Activity: In the records below, tally the lines that contain the word "Serialize" and give only that number.

Dataset extract:
++++++++++++++++++++

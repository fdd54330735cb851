use serde::{Deserialize, Serialize};

use quill_core::types::DocumentSet;

/// Outcome of a review.
#[derive(Debug, Clone, PartialEq, Eq, Serialize, Deserialize)]
#[serde(tag = "status", content = "feedback", rename_all = "snake_case")]
pub enum Critique {
    /// The reviewer accepted the article. The only convergence signal.
    Approved,
    /// The reviewer wants changes.
    NeedsRevision(String),
}

impl Critique {
    pub fn is_approved(&self) -> bool {
        matches!(self, Self::Approved)
    }

    pub fn feedback(&self) -> Option<&str> {
        match self {
            Self::Approved => None,
            Self::NeedsRevision(text) => Some(text),
        }
    }
}

/// The value threaded through every step of a research run.
///
/// Steps never mutate a state in place; each returns a new one built with
/// [`RunState::replace`]. The topic is fixed at construction.
#[derive(Debug, Clone, PartialEq, Serialize, Deserialize)]
pub struct RunState {
    topic: String,
    #[serde(default, skip_serializing_if = "Option::is_none")]
    search_results: Option<DocumentSet>,
    #[serde(default, skip_serializing_if = "Option::is_none")]
    article: Option<String>,
    /// `None` until the first review.
    #[serde(default, skip_serializing_if = "Option::is_none")]
    critique: Option<Critique>,
}

impl RunState {
    pub fn new(topic: impl Into<String>) -> Self {
        Self {
            topic: topic.into(),
            search_results: None,
            article: None,
            critique: None,
        }
    }

    pub fn topic(&self) -> &str {
        &self.topic
    }

    pub fn search_results(&self) -> Option<&DocumentSet> {
        self.search_results.as_ref()
    }

    pub fn article(&self) -> Option<&str> {
        self.article.as_deref()
    }

    pub fn critique(&self) -> Option<&Critique> {
        self.critique.as_ref()
    }

    /// Build a new state with the patch's fields overriding ours.
    pub fn replace(&self, patch: StatePatch) -> RunState {
        RunState {
            topic: self.topic.clone(),
            search_results: patch.search_results.or_else(|| self.search_results.clone()),
            article: patch.article.or_else(|| self.article.clone()),
            critique: patch.critique.or_else(|| self.critique.clone()),
        }
    }
}

/// Fields to override in [`RunState::replace`]. Unset fields are preserved.
#[derive(Debug, Clone, Default)]
pub struct StatePatch {
    search_results: Option<DocumentSet>,
    article: Option<String>,
    critique: Option<Critique>,
}

impl StatePatch {
    pub fn new() -> Self {
        Self::default()
    }

    pub fn search_results(mut self, docs: DocumentSet) -> Self {
        self.search_results = Some(docs);
        self
    }

    pub fn article(mut self, article: impl Into<String>) -> Self {
        self.article = Some(article.into());
        self
    }

    pub fn critique(mut self, critique: Critique) -> Self {
        self.critique = Some(critique);
        self
    }

    pub fn is_empty(&self) -> bool {
        self.search_results.is_none() && self.article.is_none() && self.critique.is_none()
    }
}

#[cfg(test)]
mod tests {
    use super::*;
    use quill_core::types::Document;

    #[test]
    fn test_new_state_is_empty() {
        let state = RunState::new("rust async");
        assert_eq!(state.topic(), "rust async");
        assert!(state.search_results().is_none());
        assert!(state.article().is_none());
        assert!(state.critique().is_none());
    }

    #[test]
    fn test_replace_with_own_values_is_identity() {
        let state = RunState::new("t").replace(
            StatePatch::new()
                .search_results(DocumentSet::new(vec![Document::new("http://a", "x")]))
                .article("draft")
                .critique(Critique::NeedsRevision("shorter".into())),
        );

        let same = state.replace(
            StatePatch::new()
                .search_results(state.search_results().unwrap().clone())
                .article(state.article().unwrap())
                .critique(state.critique().unwrap().clone()),
        );
        assert_eq!(same, state);
    }

    #[test]
    fn test_replace_preserves_absent_fields() {
        let state = RunState::new("t")
            .replace(StatePatch::new().article("v1"))
            .replace(StatePatch::new().critique(Critique::NeedsRevision("more".into())));

        let next = state.replace(StatePatch::new().article("v2"));
        assert_eq!(next.article(), Some("v2"));
        assert_eq!(next.critique(), state.critique());
        assert_eq!(state.article(), Some("v1"));
    }

    #[test]
    fn test_approval_is_explicit_assignment() {
        let state = RunState::new("t")
            .replace(StatePatch::new().critique(Critique::NeedsRevision("fix".into())));
        let approved = state.replace(StatePatch::new().critique(Critique::Approved));
        assert_eq!(approved.critique(), Some(&Critique::Approved));
        assert!(StatePatch::new().is_empty());
    }

    #[test]
    fn test_critique_serialization() {
        let json = serde_json::to_value(Critique::NeedsRevision("tighten intro".into())).unwrap();
        assert_eq!(json["status"], "needs_revision");
        assert_eq!(json["feedback"], "tighten intro");

        let approved = serde_json::to_value(Critique::Approved).unwrap();
        assert_eq!(approved["status"], "approved");
    }

    #[test]
    fn test_state_json_roundtrip() {
        let state = RunState::new("t")
            .replace(StatePatch::new().article("body").critique(Critique::Approved));
        let json = serde_json::to_string(&state).unwrap();
        assert!(!json.contains("search_results"));
        let back: RunState = serde_json::from_str(&json).unwrap();
        assert_eq!(back, state);
    }
}
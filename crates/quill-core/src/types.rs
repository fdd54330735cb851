use std::collections::HashSet;

use chrono::{DateTime, Utc};
use serde::{Deserialize, Serialize};
use uuid::Uuid;

/// Unique run identifier. Opaque outside of being a checkpoint key.
#[derive(Debug, Clone, Hash, Eq, PartialEq, Serialize, Deserialize)]
pub struct RunId(pub String);

impl RunId {
    pub fn new() -> Self {
        Self(format!("research-{}", Uuid::new_v4()))
    }

    pub fn from_string(s: &str) -> Self {
        Self(s.to_string())
    }

    pub fn as_str(&self) -> &str {
        &self.0
    }
}

impl Default for RunId {
    fn default() -> Self {
        Self::new()
    }
}

impl std::fmt::Display for RunId {
    fn fmt(&self, f: &mut std::fmt::Formatter<'_>) -> std::fmt::Result {
        write!(f, "{}", self.0)
    }
}

/// Role in a conversation.
#[derive(Debug, Clone, Copy, Serialize, Deserialize, PartialEq, Eq)]
#[serde(rename_all = "lowercase")]
pub enum Role {
    System,
    User,
}

/// A role-tagged chat message.
#[derive(Debug, Clone, Serialize, Deserialize)]
pub struct ChatMessage {
    pub role: Role,
    pub content: String,
    #[serde(skip_serializing_if = "Option::is_none")]
    pub timestamp: Option<DateTime<Utc>>,
}

impl ChatMessage {
    pub fn system(text: impl Into<String>) -> Self {
        Self {
            role: Role::System,
            content: text.into(),
            timestamp: Some(Utc::now()),
        }
    }

    pub fn user(text: impl Into<String>) -> Self {
        Self {
            role: Role::User,
            content: text.into(),
            timestamp: Some(Utc::now()),
        }
    }

    pub fn text(&self) -> &str {
        &self.content
    }
}

/// Per-request generation options.
#[derive(Debug, Clone, Copy, Default, PartialEq, Eq)]
pub struct ChatOptions {
    /// Constrain the provider to emit a single JSON object.
    /// The caller still validates the result.
    pub json_mode: bool,
}

impl ChatOptions {
    pub fn json() -> Self {
        Self { json_mode: true }
    }
}

/// Stop reason from the LLM.
#[derive(Debug, Clone, Serialize, Deserialize, PartialEq)]
pub enum StopReason {
    EndTurn,
    MaxTokens,
}

/// A streaming delta from the LLM.
#[derive(Debug, Clone)]
pub enum StreamDelta {
    /// A chunk of text content.
    TextDelta(String),

    /// The response is complete.
    Stop(StopReason),

    /// Usage information.
    Usage {
        input_tokens: u64,
        output_tokens: u64,
    },
}

/// A single source document returned by the search provider.
#[derive(Debug, Clone, PartialEq, Serialize, Deserialize)]
pub struct Document {
    pub source_url: String,
    pub content: String,
    #[serde(default, skip_serializing_if = "Option::is_none")]
    pub title: Option<String>,
}

impl Document {
    pub fn new(source_url: impl Into<String>, content: impl Into<String>) -> Self {
        Self {
            source_url: source_url.into(),
            content: content.into(),
            title: None,
        }
    }

    pub fn with_title(mut self, title: impl Into<String>) -> Self {
        self.title = Some(title.into());
        self
    }
}

/// Ordered sequence of documents.
#[derive(Debug, Clone, Default, PartialEq, Serialize, Deserialize)]
#[serde(transparent)]
pub struct DocumentSet(Vec<Document>);

impl DocumentSet {
    pub fn new(docs: Vec<Document>) -> Self {
        Self(docs)
    }

    pub fn len(&self) -> usize {
        self.0.len()
    }

    pub fn is_empty(&self) -> bool {
        self.0.is_empty()
    }

    pub fn iter(&self) -> std::slice::Iter<'_, Document> {
        self.0.iter()
    }

    pub fn urls(&self) -> Vec<&str> {
        self.0.iter().map(|d| d.source_url.as_str()).collect()
    }

    /// Keep only documents whose URL appears in `urls`.
    /// The result is always a subset of `self`.
    pub fn retain_urls<S: AsRef<str>>(&self, urls: &[S]) -> DocumentSet {
        let wanted: HashSet<&str> = urls.iter().map(|u| u.as_ref()).collect();
        DocumentSet(
            self.0
                .iter()
                .filter(|d| wanted.contains(d.source_url.as_str()))
                .cloned()
                .collect(),
        )
    }

    /// Keep at most the first `len` documents.
    pub fn truncate(&mut self, len: usize) {
        self.0.truncate(len);
    }
}

impl From<Vec<Document>> for DocumentSet {
    fn from(docs: Vec<Document>) -> Self {
        Self(docs)
    }
}

impl<'a> IntoIterator for &'a DocumentSet {
    type Item = &'a Document;
    type IntoIter = std::slice::Iter<'a, Document>;

    fn into_iter(self) -> Self::IntoIter {
        self.0.iter()
    }
}

/// Workflow event broadcast to all subscribers.
#[derive(Debug, Clone)]
pub enum WorkflowEvent {
    /// A run was created and is about to execute its first step.
    RunStarted { run_id: RunId, topic: String },
    /// A step began executing.
    StepStarted { run_id: RunId, node: String },
    /// A step finished and its state was checkpointed.
    StepCompleted {
        run_id: RunId,
        node: String,
        sequence: u64,
        elapsed_ms: u64,
    },
    /// The run reached a terminal node.
    RunCompleted { run_id: RunId, steps: usize },
    /// A step failed; the run is over.
    RunFailed { run_id: RunId, node: String, error: String },
    /// The run was cancelled or hit its loop bound.
    RunAborted { run_id: RunId, reason: String },
}

impl WorkflowEvent {
    pub fn run_id(&self) -> &RunId {
        match self {
            Self::RunStarted { run_id, .. }
            | Self::StepStarted { run_id, .. }
            | Self::StepCompleted { run_id, .. }
            | Self::RunCompleted { run_id, .. }
            | Self::RunFailed { run_id, .. }
            | Self::RunAborted { run_id, .. } => run_id,
        }
    }

    /// Whether this event ends a run.
    pub fn is_terminal(&self) -> bool {
        matches!(
            self,
            Self::RunCompleted { .. } | Self::RunFailed { .. } | Self::RunAborted { .. }
        )
    }
}
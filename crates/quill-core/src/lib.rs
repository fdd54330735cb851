pub mod config;
pub mod error;
pub mod event;
pub mod traits;
pub mod types;

pub use config::AppConfig;
pub use error::{QuillError, Result};
pub use event::EventBus;
pub use types::*;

++++++++++++++++++++

Output for this exercise: 10